By squeezing the supply chain as hard as he could, he turned Dell into a fearsome (and loathsome) competitor. With his help, the supply chain for the PC era came to consist of foundries, ships, U.S. assembly plants and UPS trucks. Google (GOOG), with over $200 billion in market capitalization, is following a similar strategy, fine tuning and adapting it for the Web & broadband.
Instead of trucks and assembly plants, however, Google’s supply chain is made up of fiber networks, data centers, switches, servers and storage devices. From that perspective, its business model is no different than that of Dell’s (DELL): Google has to deliver search results (information, if you want to be generous about their other projects) as fast as possible at as low a cost as possible.
To better understand Google and its business model, one needs to break it down into three data inputs.
- Relevancy of results.
- Speed of search.
- Cost of executing a search query.
While their results aren’t optimal, they are good enough. Just like Microsoft Windows was good enough to dominate the market. Google, according to Hitwise, now has 64 percent of the total search market. And although a typical Google query can often be an act of futility, we put up with it because the results are fast. If they’re wrong, we can just start all over again.
The faster the results show up on our browsers, the less inclined we’ll be to switch to a rival search engine, no matter how great the rival’s search methodology may be. The faster (and more efficient) its infrastructure, the more easily Google can keep serving the ad-based money machine.
In other words, the company has to make sure that the speed of its search is really, really fast. Any random search on Google these days takes between 0.12 to 0.06 seconds. Now that is really, really fast. Google does this by indexing the Internet quite well. The magic is in delivering the search results from this index at lightening speed, and that requires an infrastructure — oodles of bandwidth and specialized hardware — that is finely tuned, much like a Formula One Car.
Against this backdrop, it makes perfect sense for Google to build their own servers, storage systems, Internet switches and perhaps, sometime in the future, even optical transport systems. Let me rephrase that: Imagine connecting thousands of hosts (storage and server systems) at speeds of, say, 10 gigabits per second, in a manner that allows any-to-any connections.

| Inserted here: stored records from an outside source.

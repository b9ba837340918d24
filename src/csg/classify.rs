// SPDX-License-Identifier: Apache-2.0
// Copyright (c) 2025 Polyframe Inc.

//! Face classification: vertex statuses first, ray casting as the fallback

use super::{Face, ObjectGraph, Status};
use crate::config::CsgConfig;
use crate::error::{CsgError, Result};
use crate::geometry::{Line, Ray};
use rand::Rng;
use tracing::debug;

/// Result of ray-tracing one face against the other graph
#[derive(Debug, Clone, Copy, PartialEq, Eq)]
pub struct RayCast {
    pub status: Status,
    /// Casts made, including the first unperturbed one
    pub casts: usize,
}

enum CastResult {
    /// The ray lies in a plane of the other graph and must be perturbed
    InPlane,
    /// Closest face hit: signed distance along the ray and normal·direction
    Hit { distance: f64, dot: f64 },
    Miss,
}

impl ObjectGraph {
    /// Classify every face of `self` against `other`.
    ///
    /// Adjacency is rebuilt from the current faces first so that ray results can
    /// flood through connected vertices. Returns how many faces needed a ray cast.
    pub fn classify_faces<R: Rng + ?Sized>(
        &mut self,
        other: &ObjectGraph,
        config: &CsgConfig,
        rng: &mut R,
    ) -> Result<usize> {
        self.rebuild_adjacency();

        let mut traced = 0;
        for i in 0..self.faces.len() {
            if self.faces[i].simple_classify(&self.vertices) {
                continue;
            }

            let cast = ray_trace(&self.faces[i], other, config, &mut *rng)?;
            traced += 1;
            self.faces[i].status = cast.status;

            // coincidence is a face fact, only volume statuses spread to vertices
            if cast.status.is_volumetric() {
                for v in self.faces[i].vertices() {
                    if self.vertices[v].status == Status::Unknown {
                        self.mark(v, cast.status);
                    }
                }
            }
        }

        Ok(traced)
    }
}

/// Cast a ray from the face centroid along its normal and classify by the closest face hit.
///
/// A ray lying in a plane of `other` is perturbed and recast, at most
/// `max_ray_attempts` times.
pub fn ray_trace<R: Rng + ?Sized>(
    face: &Face,
    other: &ObjectGraph,
    config: &CsgConfig,
    rng: &mut R,
) -> Result<RayCast> {
    let tol = config.plane_tolerance;
    let mut line = Line::new(face.centroid(), *face.normal());
    let mut casts = 0;

    loop {
        casts += 1;
        let status = match cast(&line, other, config) {
            CastResult::InPlane => {
                if casts > config.max_ray_attempts {
                    return Err(CsgError::ClassificationStall { attempts: casts });
                }
                debug!(attempt = casts, "ray lies in a face plane, perturbing");
                line.perturb_direction(&mut *rng, config.perturbation);
                continue;
            }
            CastResult::Miss => Status::Outside,
            CastResult::Hit { distance, dot } if distance.abs() < tol => {
                if dot > 0.0 {
                    Status::Same
                } else {
                    Status::Opposite
                }
            }
            CastResult::Hit { dot, .. } => {
                if dot > 0.0 {
                    Status::Inside
                } else {
                    Status::Outside
                }
            }
        };
        return Ok(RayCast { status, casts });
    }
}

fn cast(line: &Line, other: &ObjectGraph, config: &CsgConfig) -> CastResult {
    let tol = config.plane_tolerance;
    let mut ray = Ray::with_window(line.origin, line.direction, -tol, f64::INFINITY);
    let mut closest: Option<(f64, f64)> = None;

    for face in other.faces() {
        if !ray.intersects_box(&face.bound().expanded(config.vertex_tolerance)) {
            continue;
        }

        let Some(intersection) = line.intersect_plane(face.plane(), tol) else {
            continue;
        };
        let point = intersection.point();
        let distance = line.signed_distance(&point);
        let dot = face.normal().dot(&line.direction);

        if distance.abs() < tol {
            if dot.abs() < tol {
                return CastResult::InPlane;
            }
            if face.contains_point(&point, tol) {
                // starts on this face
                closest = Some((0.0, dot));
                break;
            }
        } else if dot.abs() > tol
            && distance > tol
            && closest.map_or(true, |(best, _)| distance < best)
            && face.contains_point(&point, tol)
        {
            closest = Some((distance, dot));
            ray.max_distance = distance + tol;
        }
    }

    match closest {
        Some((distance, dot)) => CastResult::Hit { distance, dot },
        None => CastResult::Miss,
    }
}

The number of racks, fiber, routers and everything in between is mind-boggling. If this system were built using gear from established hardware makers, it would take a superhuman effort to make it all work together. In other words, the sheer cost to keep such a beast going would suck up a major component of the infrastructure.

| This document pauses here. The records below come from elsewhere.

// SPDX-License-Identifier: Apache-2.0
// Copyright (c) 2025 Polyframe Inc.

//! Geometry analytics and statistics

use super::Solid;
use ahash::AHashMap;
use serde::{Deserialize, Serialize};

/// Geometry statistics and analytics
#[derive(Debug, Clone, PartialEq, Serialize, Deserialize)]
pub struct GeometryStats {
    /// Enclosed volume in cubic units
    pub volume: f64,
    /// Total surface area in square units
    pub surface_area: f64,
    /// Bounding box [min_x, min_y, min_z, max_x, max_y, max_z]
    pub bbox: [f64; 6],
    /// Vertex average [x, y, z]
    pub centroid: [f64; 3],
    pub vertex_count: usize,
    pub triangle_count: usize,
    /// Every edge shared by exactly two triangles in opposite directions
    pub is_watertight: bool,
}

impl GeometryStats {
    /// Create empty stats
    pub fn empty() -> Self {
        Self {
            volume: 0.0,
            surface_area: 0.0,
            bbox: [0.0; 6],
            centroid: [0.0; 3],
            vertex_count: 0,
            triangle_count: 0,
            is_watertight: false,
        }
    }

    /// Pretty print statistics
    pub fn print(&self) {
        println!("╔══════════════════════════════════════════════════════════╗");
        println!("║              GEOMETRY ANALYTICS                          ║");
        println!("╠══════════════════════════════════════════════════════════╣");
        println!(
            "║ Volume:          {:>10.4}                              ║",
            self.volume
        );
        println!(
            "║ Surface Area:    {:>10.4}                              ║",
            self.surface_area
        );
        println!(
            "║ Centroid:        ({:>7.2}, {:>7.2}, {:>7.2})            ║",
            self.centroid[0], self.centroid[1], self.centroid[2]
        );
        println!("║                                                          ║");
        println!("║ Bounding Box:                                            ║");
        println!(
            "║   Min: ({:>7.2}, {:>7.2}, {:>7.2})                      ║",
            self.bbox[0], self.bbox[1], self.bbox[2]
        );
        println!(
            "║   Max: ({:>7.2}, {:>7.2}, {:>7.2})                      ║",
            self.bbox[3], self.bbox[4], self.bbox[5]
        );
        println!("║                                                          ║");
        println!(
            "║ Vertices:        {:>10}                              ║",
            self.vertex_count
        );
        println!(
            "║ Triangles:       {:>10}                              ║",
            self.triangle_count
        );
        println!(
            "║ Watertight:      {:>10}                              ║",
            if self.is_watertight { "Yes" } else { "No" }
        );
        println!("╚══════════════════════════════════════════════════════════╝");
    }
}

/// Analyze a solid and compute statistics
pub fn analyze(solid: &Solid) -> GeometryStats {
    if solid.is_empty() {
        return GeometryStats::empty();
    }

    let bbox = solid
        .bounding_box()
        .map(|b| [b.min.x, b.min.y, b.min.z, b.max.x, b.max.y, b.max.z])
        .unwrap_or([0.0; 6]);
    let centroid = solid.mean();

    GeometryStats {
        volume: volume(solid),
        surface_area: surface_area(solid),
        bbox,
        centroid: [centroid.x, centroid.y, centroid.z],
        vertex_count: solid.vertex_count(),
        triangle_count: solid.triangle_count(),
        is_watertight: is_watertight(solid),
    }
}

/// Sum of origin tetrahedra; positive for a closed surface wound outward
pub fn signed_volume(solid: &Solid) -> f64 {
    solid
        .triangles()
        .map(|[v0, v1, v2]| v0.coords.dot(&v1.coords.cross(&v2.coords)) / 6.0)
        .sum()
}

/// Enclosed volume regardless of winding
pub fn volume(solid: &Solid) -> f64 {
    signed_volume(solid).abs()
}

/// Calculate total surface area
pub fn surface_area(solid: &Solid) -> f64 {
    solid
        .triangles()
        .map(|[v0, v1, v2]| (v1 - v0).cross(&(v2 - v0)).norm() / 2.0)
        .sum()
}

/// Check that every directed edge is matched by exactly one reversed edge
pub fn is_watertight(solid: &Solid) -> bool {
    if solid.is_empty() {
        return false;
    }

    // (uses as low -> high, uses as high -> low) per undirected edge
    let mut edges: AHashMap<(usize, usize), (usize, usize)> = AHashMap::new();
    for triangle in solid.triangle_indices() {
        for i in 0..3 {
            let (a, b) = (triangle[i], triangle[(i + 1) % 3]);
            if a < b {
                edges.entry((a, b)).or_default().0 += 1;
            } else {
                edges.entry((b, a)).or_default().1 += 1;
            }
        }
    }

    edges.values().all(|&uses| uses == (1, 1))
}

A better option is to have gear that is customized for your processes, ones in which you have a major operational expenditure advantage. In the telecom bubble, large service providers were brought to their knees by operational expenditures.
With the exception of optical systems, Google has built or is building the gear. It has been rumored to be a big buyer of dark fiber to connect its data centers, which helps explain why the company spent nearly $3.8 billion over the past seven quarters on capital expenditures.

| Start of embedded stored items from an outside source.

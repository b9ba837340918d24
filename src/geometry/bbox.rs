// SPDX-License-Identifier: Apache-2.0
// Copyright (c) 2025 Polyframe Inc.

//! Axis-aligned bounding boxes for faces and solids

use crate::error::{CsgError, Result};
use nalgebra::{Point3, Vector3};
use serde::{Deserialize, Serialize};

/// Axis-aligned bounding box
#[derive(Debug, Clone, Copy, PartialEq, Serialize, Deserialize)]
pub struct BoundingBox {
    pub min: Point3<f64>,
    pub max: Point3<f64>,
}

impl BoundingBox {
    /// Create a box from its extents; fails if `max < min` on any axis
    pub fn new(min: Point3<f64>, max: Point3<f64>) -> Result<Self> {
        if max.x < min.x || max.y < min.y || max.z < min.z {
            return Err(CsgError::construction(format!(
                "bound max {:?} is below min {:?}",
                max.coords, min.coords
            )));
        }
        Ok(Self { min, max })
    }

    /// Tight box around a non-empty point set
    pub fn from_points(points: &[Point3<f64>]) -> Result<Self> {
        let (first, rest) = points
            .split_first()
            .ok_or_else(|| CsgError::construction("cannot bound an empty point set"))?;

        let mut bbox = Self {
            min: *first,
            max: *first,
        };
        for point in rest {
            bbox.expand_to_include(point);
        }
        Ok(bbox)
    }

    /// Tight box around one triangle
    pub fn from_triangle(p0: &Point3<f64>, p1: &Point3<f64>, p2: &Point3<f64>) -> Self {
        let mut bbox = Self { min: *p0, max: *p0 };
        bbox.expand_to_include(p1);
        bbox.expand_to_include(p2);
        bbox
    }

    pub fn expand_to_include(&mut self, point: &Point3<f64>) {
        self.min = self.min.inf(point);
        self.max = self.max.sup(point);
    }

    /// Overlap test with the boxes grown by `tolerance` on every side
    pub fn overlaps(&self, other: &BoundingBox, tolerance: f64) -> bool {
        !(self.min.x > other.max.x + tolerance
            || self.max.x < other.min.x - tolerance
            || self.min.y > other.max.y + tolerance
            || self.max.y < other.min.y - tolerance
            || self.min.z > other.max.z + tolerance
            || self.max.z < other.min.z - tolerance)
    }

    /// Box grown by `amount` on every side
    pub fn expanded(&self, amount: f64) -> Self {
        let delta = Vector3::repeat(amount);
        Self {
            min: self.min - delta,
            max: self.max + delta,
        }
    }

    /// Corner selected by a ray sign: 0 is the min corner, anything else the max corner
    pub fn corner(&self, index: usize) -> Point3<f64> {
        if index == 0 {
            self.min
        } else {
            self.max
        }
    }

    pub fn union(&self, other: &BoundingBox) -> Self {
        Self {
            min: self.min.inf(&other.min),
            max: self.max.sup(&other.max),
        }
    }

    /// Overlapping region; collapses to a flat box on axes that do not overlap
    pub fn intersection(&self, other: &BoundingBox) -> Self {
        let min = self.min.sup(&other.min);
        let max = min.sup(&self.max.inf(&other.max));
        Self { min, max }
    }

    pub fn contains(&self, other: &BoundingBox) -> bool {
        self.min.x <= other.min.x
            && self.max.x >= other.max.x
            && self.min.y <= other.min.y
            && self.max.y >= other.max.y
            && self.min.z <= other.min.z
            && self.max.z >= other.max.z
    }

    pub fn contains_point(&self, point: &Point3<f64>, tolerance: f64) -> bool {
        (0..3).all(|axis| {
            point[axis] >= self.min[axis] - tolerance && point[axis] <= self.max[axis] + tolerance
        })
    }

    pub fn center(&self) -> Point3<f64> {
        nalgebra::center(&self.min, &self.max)
    }

    pub fn size(&self) -> Vector3<f64> {
        self.max - self.min
    }

    pub fn volume(&self) -> f64 {
        let size = self.size();
        size.x * size.y * size.z
    }

    pub fn surface_area(&self) -> f64 {
        let size = self.size();
        2.0 * (size.x * size.y + size.y * size.z + size.x * size.z)
    }
}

You can argue that building customized gear is an expensive strategy, but when you are the scale of Google, it starts to become less of an issue. Why? Because process-optimized infrastructure ensures that Google’s cost of executing a query keep going down.
To sum it up, Google’s gigantic infrastructure is the big barrier to entry for its rivals, and will remain so, as long as the company keeps spending billions on it. That said, there’s another thing Google could learn from Dell: Maintain the quality of your search results — customers will only put up with shoddiness for so long.
Note #1: Ethan, you are absolutely right about the software aspect of Google architecture, and I was going to do a separate post. This one is already 750 words.